The massive scale of the gig economy

This automation wave hits at a time when gig work is literally keeping millions of households afloat. China’s gig workforce, including delivery drivers, chauffeurs, and temporary factory workers, is expected to hit 320 million people this year. That massive figure accounts for nearly 40% of all urban employment in the country.
With youth unemployment hovering above 16%, a sudden shift in the labor market could cause severe social disruption. Experts worry that fast-tracking these automated rollouts will hurt the most vulnerable populations first. This tension between corporate efficiency and labor welfare remains the central conflict of the modern technological age.
Global ripples across the retail sector

JD.com isn’t the only giant trying to swap human muscle for silicon and gears. Retailers worldwide are quietly aiming to automate a huge portion of their operations to dodge future hiring surges.
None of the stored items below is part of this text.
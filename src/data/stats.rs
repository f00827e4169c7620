use std::collections::BTreeMap;

use serde::Serialize;

use super::model::{AgeBand, EmployeeDataset};

// ---------------------------------------------------------------------------
// Aggregates over the filtered subset
// ---------------------------------------------------------------------------
//
// Every function takes the dataset plus the filtered index slice so the
// records themselves are never copied. All of them have a defined empty
// state: an empty selection reports zeros, not NaN.

/// Headline metrics for the KPI row.
#[derive(Debug, Clone, Copy, PartialEq, Default, Serialize)]
pub struct Summary {
    pub count: usize,
    pub mean_salary: f64,
    pub mean_age: f64,
    pub mean_tenure: f64,
}

impl Summary {
    pub fn compute(dataset: &EmployeeDataset, indices: &[usize]) -> Self {
        if indices.is_empty() {
            return Summary::default();
        }
        let n = indices.len() as f64;
        let mut salary = 0.0;
        let mut age = 0.0;
        let mut tenure = 0.0;
        for &i in indices {
            let emp = &dataset.employees[i];
            salary += emp.salary;
            age += emp.age as f64;
            tenure += emp.years_at_company as f64;
        }
        Summary {
            count: indices.len(),
            mean_salary: salary / n,
            mean_age: age / n,
            mean_tenure: tenure / n,
        }
    }
}

/// Employees per department, sorted by department name.
pub fn department_counts(dataset: &EmployeeDataset, indices: &[usize]) -> BTreeMap<String, usize> {
    let mut counts = BTreeMap::new();
    for &i in indices {
        *counts
            .entry(dataset.employees[i].department.clone())
            .or_insert(0) += 1;
    }
    counts
}

/// Department → position → head count, for the hierarchy breakdown.
pub fn department_position_counts(
    dataset: &EmployeeDataset,
    indices: &[usize],
) -> BTreeMap<String, BTreeMap<String, usize>> {
    let mut counts: BTreeMap<String, BTreeMap<String, usize>> = BTreeMap::new();
    for &i in indices {
        let emp = &dataset.employees[i];
        *counts
            .entry(emp.department.clone())
            .or_default()
            .entry(emp.position.clone())
            .or_insert(0) += 1;
    }
    counts
}

/// One equal-width salary histogram bin.
#[derive(Debug, Clone, Copy, PartialEq, Serialize)]
pub struct HistogramBin {
    pub lower: f64,
    pub upper: f64,
    pub count: usize,
}

impl HistogramBin {
    /// Midpoint, used as the bar's x position.
    pub fn center(&self) -> f64 {
        (self.lower + self.upper) / 2.0
    }

    pub fn width(&self) -> f64 {
        self.upper - self.lower
    }
}

/// Bin the selection's salaries into `bins` equal-width buckets over the
/// observed range. Empty selection → empty vec; a degenerate range (every
/// salary identical) collapses into a single bucket.
pub fn salary_histogram(
    dataset: &EmployeeDataset,
    indices: &[usize],
    bins: usize,
) -> Vec<HistogramBin> {
    if indices.is_empty() || bins == 0 {
        return Vec::new();
    }

    let mut lo = f64::INFINITY;
    let mut hi = f64::NEG_INFINITY;
    for &i in indices {
        let s = dataset.employees[i].salary;
        lo = lo.min(s);
        hi = hi.max(s);
    }

    if hi <= lo {
        return vec![HistogramBin {
            lower: lo,
            upper: hi,
            count: indices.len(),
        }];
    }

    let width = (hi - lo) / bins as f64;
    let mut counts = vec![0usize; bins];
    for &i in indices {
        let s = dataset.employees[i].salary;
        // The maximum falls into the last bucket, not a phantom extra one.
        let bucket = (((s - lo) / width) as usize).min(bins - 1);
        counts[bucket] += 1;
    }

    counts
        .into_iter()
        .enumerate()
        .map(|(b, count)| HistogramBin {
            lower: lo + b as f64 * width,
            upper: lo + (b + 1) as f64 * width,
            count,
        })
        .collect()
}

/// One bubble of the tenure/performance scatter.
#[derive(Debug, Clone, PartialEq, Serialize)]
pub struct ScatterPoint {
    pub tenure: i64,
    pub performance: i64,
    pub salary: f64,
    pub department: String,
    pub name: Option<String>,
}

/// Scatter tuples for the selection, in selection order.
pub fn scatter_points(dataset: &EmployeeDataset, indices: &[usize]) -> Vec<ScatterPoint> {
    indices
        .iter()
        .map(|&i| {
            let emp = &dataset.employees[i];
            ScatterPoint {
                tenure: emp.years_at_company,
                performance: emp.performance_score,
                salary: emp.salary,
                department: emp.department.clone(),
                name: emp.name.clone(),
            }
        })
        .collect()
}

/// Head count per gender; rows with no gender are skipped.
pub fn gender_counts(dataset: &EmployeeDataset, indices: &[usize]) -> BTreeMap<String, usize> {
    let mut counts = BTreeMap::new();
    for &i in indices {
        if let Some(g) = &dataset.employees[i].gender {
            *counts.entry(g.clone()).or_insert(0) += 1;
        }
    }
    counts
}

/// Mean salary per gender; rows with no gender are skipped.
pub fn mean_salary_by_gender(
    dataset: &EmployeeDataset,
    indices: &[usize],
) -> BTreeMap<String, f64> {
    let mut sums: BTreeMap<String, (f64, usize)> = BTreeMap::new();
    for &i in indices {
        let emp = &dataset.employees[i];
        if let Some(g) = &emp.gender {
            let entry = sums.entry(g.clone()).or_insert((0.0, 0));
            entry.0 += emp.salary;
            entry.1 += 1;
        }
    }
    sums.into_iter()
        .map(|(g, (sum, n))| (g, sum / n as f64))
        .collect()
}

/// Head count per age band. Keyed on `Option<AgeBand>` so employees whose
/// age fell outside (0, 100] stay visible as their own `None` bucket.
pub fn age_band_counts(
    dataset: &EmployeeDataset,
    indices: &[usize],
) -> BTreeMap<Option<AgeBand>, usize> {
    let mut counts = BTreeMap::new();
    for &i in indices {
        *counts
            .entry(dataset.employees[i].age_band)
            .or_insert(0) += 1;
    }
    counts
}

#[cfg(test)]
mod tests {
    use super::*;
    use crate::data::model::{AgeBand, Employee, EmployeeDataset};

    fn employee(
        department: &str,
        position: &str,
        gender: Option<&str>,
        salary: f64,
        age: i64,
        tenure: i64,
    ) -> Employee {
        Employee {
            name: Some("X".to_string()),
            department: department.to_string(),
            position: position.to_string(),
            gender: gender.map(str::to_string),
            salary,
            age,
            years_at_company: tenure,
            performance_score: 3,
            age_band: AgeBand::from_age(age),
        }
    }

    fn dataset() -> EmployeeDataset {
        EmployeeDataset::from_employees(
            vec![
                employee("Sales", "Rep", Some("Female"), 40_000.0, 25, 2),
                employee("Sales", "Rep", Some("Male"), 60_000.0, 35, 10),
                employee("Sales", "Manager", Some("Female"), 80_000.0, 50, 20),
                employee("Engineering", "Developer", None, 100_000.0, 120, 4),
            ],
            0,
        )
    }

    #[test]
    fn summary_means_over_selection() {
        let ds = dataset();
        let summary = Summary::compute(&ds, &[0, 1]);
        assert_eq!(summary.count, 2);
        assert_eq!(summary.mean_salary, 50_000.0);
        assert_eq!(summary.mean_age, 30.0);
        assert_eq!(summary.mean_tenure, 6.0);
    }

    #[test]
    fn empty_selection_reports_zeros() {
        let ds = dataset();
        let summary = Summary::compute(&ds, &[]);
        assert_eq!(summary, Summary::default());
        assert!(department_counts(&ds, &[]).is_empty());
        assert!(salary_histogram(&ds, &[], 15).is_empty());
        assert!(gender_counts(&ds, &[]).is_empty());
        assert!(mean_salary_by_gender(&ds, &[]).is_empty());
        assert!(age_band_counts(&ds, &[]).is_empty());
        assert!(scatter_points(&ds, &[]).is_empty());
    }

    #[test]
    fn department_and_position_counts() {
        let ds = dataset();
        let all = [0, 1, 2, 3];
        let by_dept = department_counts(&ds, &all);
        assert_eq!(by_dept["Sales"], 3);
        assert_eq!(by_dept["Engineering"], 1);

        let hierarchy = department_position_counts(&ds, &all);
        assert_eq!(hierarchy["Sales"]["Rep"], 2);
        assert_eq!(hierarchy["Sales"]["Manager"], 1);
        assert_eq!(hierarchy["Engineering"]["Developer"], 1);
    }

    #[test]
    fn histogram_covers_the_range_and_counts_everyone() {
        let ds = dataset();
        let bins = salary_histogram(&ds, &[0, 1, 2, 3], 3);
        assert_eq!(bins.len(), 3);
        assert_eq!(bins[0].lower, 40_000.0);
        assert_eq!(bins[2].upper, 100_000.0);
        let total: usize = bins.iter().map(|b| b.count).sum();
        assert_eq!(total, 4);
        // The maximum salary lands in the last bucket.
        assert!(bins[2].count >= 1);
    }

    #[test]
    fn histogram_with_identical_salaries_is_one_bucket() {
        let ds = EmployeeDataset::from_employees(
            vec![
                employee("A", "P", None, 500.0, 30, 1),
                employee("A", "P", None, 500.0, 30, 1),
            ],
            0,
        );
        let bins = salary_histogram(&ds, &[0, 1], 15);
        assert_eq!(bins.len(), 1);
        assert_eq!(bins[0].count, 2);
    }

    #[test]
    fn gender_aggregates_skip_missing_gender() {
        let ds = dataset();
        let all = [0, 1, 2, 3];
        let counts = gender_counts(&ds, &all);
        assert_eq!(counts["Female"], 2);
        assert_eq!(counts["Male"], 1);
        assert_eq!(counts.len(), 2);

        let means = mean_salary_by_gender(&ds, &all);
        assert_eq!(means["Female"], 60_000.0);
        assert_eq!(means["Male"], 60_000.0);
    }

    #[test]
    fn age_band_counts_keep_undefined_distinct() {
        let ds = dataset();
        let counts = age_band_counts(&ds, &[0, 1, 2, 3]);
        assert_eq!(counts[&Some(AgeBand::Joven)], 1);
        assert_eq!(counts[&Some(AgeBand::Media)], 1);
        assert_eq!(counts[&Some(AgeBand::Senior)], 1);
        // Age 120 is outside every band but still counted.
        assert_eq!(counts[&None], 1);
    }

    #[test]
    fn scatter_points_follow_selection_order() {
        let ds = dataset();
        let pts = scatter_points(&ds, &[2, 0]);
        assert_eq!(pts[0].tenure, 20);
        assert_eq!(pts[1].tenure, 2);
        assert_eq!(pts[0].department, "Sales");
    }
}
Amazon is already on track to automate up to 75% of its warehouse operations over the next decade.
By doing so, the American e-commerce giant expects it won’t need to hire roughly 600,000 human workers by 2033. Even tech leaders like Nvidia’s Jensen Huang declare that physical AI has officially arrived. It seems every major industrial firm is rapidly transforming into a robotics company.
The reality check on the street

On paper, self-driving delivery bots sound like a corporate dream, but real-world tests show a clunkier reality. Pedestrians in major cities have reported robots crashing through glass bus stops or freezing on crowded sidewalks. There’s also a rising tide of public frustration over sidewalk space and the complete lack of convenience.
Instead of having a package brought right to the apartment door, customers are forced to walk downstairs to meet a locked metal box on the street. Some frustrated locals have even resorted to tipping the machines over or damaging them. If customers get worse service while companies pocket the savings, public backlash will only intensify.
A pivot point for human labor

Ultimately, the rush to automate leaves society with a massive, unanswered question. If machines replace the workers, who is going to earn the wages to actually buy the products being delivered? Taxing robots and enforcing stronger platform worker protections are now being actively discussed by global policymakers.
How we navigate this transition will define the future of the working class. The transition could mess up a lot of lives before it finally settles. The buffer zone during this shift is where most of the human suffering will occur.
The bottom line on the robotic shift

The automation of 700,000 delivery jobs is a massive wake-up call for the global workforce. While retraining programs like the Nirvana Plan offer a temporary buffer, the sheer scale of displacement is bound to reshape the job market. Adapting to this physical AI revolution will require more than just technical schools; it demands a total rethink of labor and social safety nets.
Disclaimer – This list is solely the author’s opinion based on research and publicly available information. It is not intended to be professional advice.